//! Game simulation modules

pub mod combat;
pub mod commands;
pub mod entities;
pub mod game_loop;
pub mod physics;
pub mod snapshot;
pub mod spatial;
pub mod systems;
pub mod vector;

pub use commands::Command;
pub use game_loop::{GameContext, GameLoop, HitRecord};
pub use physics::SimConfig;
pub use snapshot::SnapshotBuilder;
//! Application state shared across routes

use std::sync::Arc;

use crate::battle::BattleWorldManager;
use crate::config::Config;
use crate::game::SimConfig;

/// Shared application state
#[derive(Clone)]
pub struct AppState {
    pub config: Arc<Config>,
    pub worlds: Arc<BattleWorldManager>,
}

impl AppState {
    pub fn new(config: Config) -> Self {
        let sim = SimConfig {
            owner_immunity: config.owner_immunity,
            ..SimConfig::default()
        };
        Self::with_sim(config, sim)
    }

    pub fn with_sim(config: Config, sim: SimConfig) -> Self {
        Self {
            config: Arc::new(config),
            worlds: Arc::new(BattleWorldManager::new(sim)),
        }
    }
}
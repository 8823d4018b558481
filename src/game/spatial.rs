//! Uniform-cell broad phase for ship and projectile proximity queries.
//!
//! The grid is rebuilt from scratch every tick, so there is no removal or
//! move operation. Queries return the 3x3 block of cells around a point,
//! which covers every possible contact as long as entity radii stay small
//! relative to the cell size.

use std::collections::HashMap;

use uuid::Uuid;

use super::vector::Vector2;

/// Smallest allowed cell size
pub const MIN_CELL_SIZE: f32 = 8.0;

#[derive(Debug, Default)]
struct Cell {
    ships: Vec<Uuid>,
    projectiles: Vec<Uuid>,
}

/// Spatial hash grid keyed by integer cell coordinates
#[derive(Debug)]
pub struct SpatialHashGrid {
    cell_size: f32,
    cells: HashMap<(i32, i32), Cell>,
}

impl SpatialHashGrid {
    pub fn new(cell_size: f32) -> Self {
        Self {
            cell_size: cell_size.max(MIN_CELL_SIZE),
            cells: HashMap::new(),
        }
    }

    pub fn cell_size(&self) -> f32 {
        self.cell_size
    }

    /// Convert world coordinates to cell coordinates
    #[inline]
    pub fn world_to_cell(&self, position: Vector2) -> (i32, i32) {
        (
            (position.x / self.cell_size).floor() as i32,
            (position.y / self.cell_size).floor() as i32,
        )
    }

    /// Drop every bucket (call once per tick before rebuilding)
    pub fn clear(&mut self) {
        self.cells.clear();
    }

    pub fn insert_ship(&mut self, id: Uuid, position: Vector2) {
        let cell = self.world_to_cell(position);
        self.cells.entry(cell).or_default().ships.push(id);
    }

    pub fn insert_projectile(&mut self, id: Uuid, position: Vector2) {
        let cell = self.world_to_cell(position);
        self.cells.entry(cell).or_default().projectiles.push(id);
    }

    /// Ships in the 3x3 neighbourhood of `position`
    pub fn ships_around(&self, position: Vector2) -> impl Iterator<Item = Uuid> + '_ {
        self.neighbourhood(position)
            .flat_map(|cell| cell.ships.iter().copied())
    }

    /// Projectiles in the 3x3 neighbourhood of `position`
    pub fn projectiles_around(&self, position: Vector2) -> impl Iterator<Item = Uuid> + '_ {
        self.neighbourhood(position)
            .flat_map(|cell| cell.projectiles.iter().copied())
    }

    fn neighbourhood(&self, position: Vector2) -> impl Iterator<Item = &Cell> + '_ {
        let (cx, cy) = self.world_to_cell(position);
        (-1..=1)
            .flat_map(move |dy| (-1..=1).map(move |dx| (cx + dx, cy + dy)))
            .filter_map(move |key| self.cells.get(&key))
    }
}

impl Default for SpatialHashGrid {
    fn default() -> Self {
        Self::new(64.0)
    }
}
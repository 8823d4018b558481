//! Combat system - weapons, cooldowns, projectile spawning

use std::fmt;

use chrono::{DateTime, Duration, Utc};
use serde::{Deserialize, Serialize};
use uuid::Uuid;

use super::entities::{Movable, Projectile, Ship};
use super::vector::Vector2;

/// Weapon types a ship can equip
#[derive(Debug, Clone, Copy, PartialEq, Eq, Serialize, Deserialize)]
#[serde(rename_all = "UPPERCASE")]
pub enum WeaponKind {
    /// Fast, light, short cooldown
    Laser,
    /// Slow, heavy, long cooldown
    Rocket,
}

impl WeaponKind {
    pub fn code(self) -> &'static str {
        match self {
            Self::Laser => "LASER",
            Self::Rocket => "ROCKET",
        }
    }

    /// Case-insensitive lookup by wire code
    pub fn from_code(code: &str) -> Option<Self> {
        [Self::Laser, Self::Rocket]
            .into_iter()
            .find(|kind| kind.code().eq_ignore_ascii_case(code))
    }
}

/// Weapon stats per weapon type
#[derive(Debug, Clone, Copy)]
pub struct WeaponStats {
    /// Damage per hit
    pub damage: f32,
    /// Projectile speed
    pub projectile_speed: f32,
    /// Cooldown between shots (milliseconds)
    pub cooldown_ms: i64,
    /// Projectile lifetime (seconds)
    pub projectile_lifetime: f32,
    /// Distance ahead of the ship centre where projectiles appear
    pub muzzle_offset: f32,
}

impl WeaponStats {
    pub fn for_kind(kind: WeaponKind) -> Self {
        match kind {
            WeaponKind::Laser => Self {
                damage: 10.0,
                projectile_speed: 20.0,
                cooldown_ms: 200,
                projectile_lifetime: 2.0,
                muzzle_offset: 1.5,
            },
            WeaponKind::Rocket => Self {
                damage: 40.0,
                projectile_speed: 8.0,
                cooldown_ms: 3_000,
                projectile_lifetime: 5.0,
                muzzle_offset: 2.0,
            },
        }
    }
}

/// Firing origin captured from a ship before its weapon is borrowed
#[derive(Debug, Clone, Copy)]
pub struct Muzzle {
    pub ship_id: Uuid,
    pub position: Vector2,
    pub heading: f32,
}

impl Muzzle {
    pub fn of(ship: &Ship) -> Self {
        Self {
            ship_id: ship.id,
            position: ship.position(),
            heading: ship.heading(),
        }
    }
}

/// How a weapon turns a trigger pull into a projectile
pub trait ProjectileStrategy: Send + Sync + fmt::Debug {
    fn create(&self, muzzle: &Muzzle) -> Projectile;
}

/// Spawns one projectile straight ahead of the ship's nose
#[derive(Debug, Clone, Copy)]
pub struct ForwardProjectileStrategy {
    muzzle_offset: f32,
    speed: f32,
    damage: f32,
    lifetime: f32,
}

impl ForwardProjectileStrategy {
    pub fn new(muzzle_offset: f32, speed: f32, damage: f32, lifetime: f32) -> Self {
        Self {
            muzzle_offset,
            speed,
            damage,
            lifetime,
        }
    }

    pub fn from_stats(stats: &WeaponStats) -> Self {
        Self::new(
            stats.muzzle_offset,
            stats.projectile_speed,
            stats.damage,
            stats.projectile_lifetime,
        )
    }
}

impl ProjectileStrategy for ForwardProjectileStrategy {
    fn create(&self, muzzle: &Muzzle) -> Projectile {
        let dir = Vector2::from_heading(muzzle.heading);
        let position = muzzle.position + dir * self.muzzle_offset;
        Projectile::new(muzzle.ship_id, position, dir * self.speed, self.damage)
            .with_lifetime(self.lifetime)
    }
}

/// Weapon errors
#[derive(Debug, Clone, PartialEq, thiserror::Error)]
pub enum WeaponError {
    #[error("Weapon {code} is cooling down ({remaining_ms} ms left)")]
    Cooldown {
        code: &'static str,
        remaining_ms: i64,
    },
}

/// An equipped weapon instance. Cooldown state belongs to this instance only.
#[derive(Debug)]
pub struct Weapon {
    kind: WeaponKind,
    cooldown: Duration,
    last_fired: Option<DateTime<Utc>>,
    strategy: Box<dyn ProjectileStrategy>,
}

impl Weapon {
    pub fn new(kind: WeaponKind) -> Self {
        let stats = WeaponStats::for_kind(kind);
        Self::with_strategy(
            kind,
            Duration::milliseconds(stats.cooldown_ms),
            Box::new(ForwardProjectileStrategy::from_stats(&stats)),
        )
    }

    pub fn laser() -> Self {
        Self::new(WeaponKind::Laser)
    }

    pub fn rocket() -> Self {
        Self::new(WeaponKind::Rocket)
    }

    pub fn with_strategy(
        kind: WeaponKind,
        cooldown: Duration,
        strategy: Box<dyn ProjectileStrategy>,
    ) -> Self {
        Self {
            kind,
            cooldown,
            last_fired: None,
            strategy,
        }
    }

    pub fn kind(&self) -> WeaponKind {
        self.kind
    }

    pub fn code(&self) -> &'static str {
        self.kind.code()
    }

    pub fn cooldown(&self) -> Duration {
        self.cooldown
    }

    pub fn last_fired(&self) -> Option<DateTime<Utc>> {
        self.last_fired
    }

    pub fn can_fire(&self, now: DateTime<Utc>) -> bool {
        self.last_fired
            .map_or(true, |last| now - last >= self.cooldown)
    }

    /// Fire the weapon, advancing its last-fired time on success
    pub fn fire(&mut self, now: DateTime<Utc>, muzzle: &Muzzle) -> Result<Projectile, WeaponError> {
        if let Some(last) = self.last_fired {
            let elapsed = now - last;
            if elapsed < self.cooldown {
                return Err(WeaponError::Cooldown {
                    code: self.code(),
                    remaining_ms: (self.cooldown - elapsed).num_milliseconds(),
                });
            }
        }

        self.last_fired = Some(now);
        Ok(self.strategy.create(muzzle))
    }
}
—————
Exercise requirements
Write out the lines above from the one containing "self.kind.code()" through the last, exactly as they are.

Answer space
        self.kind.code()
    }

    pub fn cooldown(&self) -> Duration {
        self.cooldown
    }

    pub fn last_fired(&self) -> Option<DateTime<Utc>> {
        self.last_fired
    }

    pub fn can_fire(&self, now: DateTime<Utc>) -> bool {
        self.last_fired
            .map_or(true, |last| now - last >= self.cooldown)
    }

    /// Fire the weapon, advancing its last-fired time on success
    pub fn fire(&mut self, now: DateTime<Utc>, muzzle: &Muzzle) -> Result<Projectile, WeaponError> {
        if let Some(last) = self.last_fired {
            let elapsed = now - last;
            if elapsed < self.cooldown {
                return Err(WeaponError::Cooldown {
                    code: self.code(),
                    remaining_ms: (self.cooldown - elapsed).num_milliseconds(),
                });
            }
        }

        self.last_fired = Some(now);
        Ok(self.strategy.create(muzzle))
    }
}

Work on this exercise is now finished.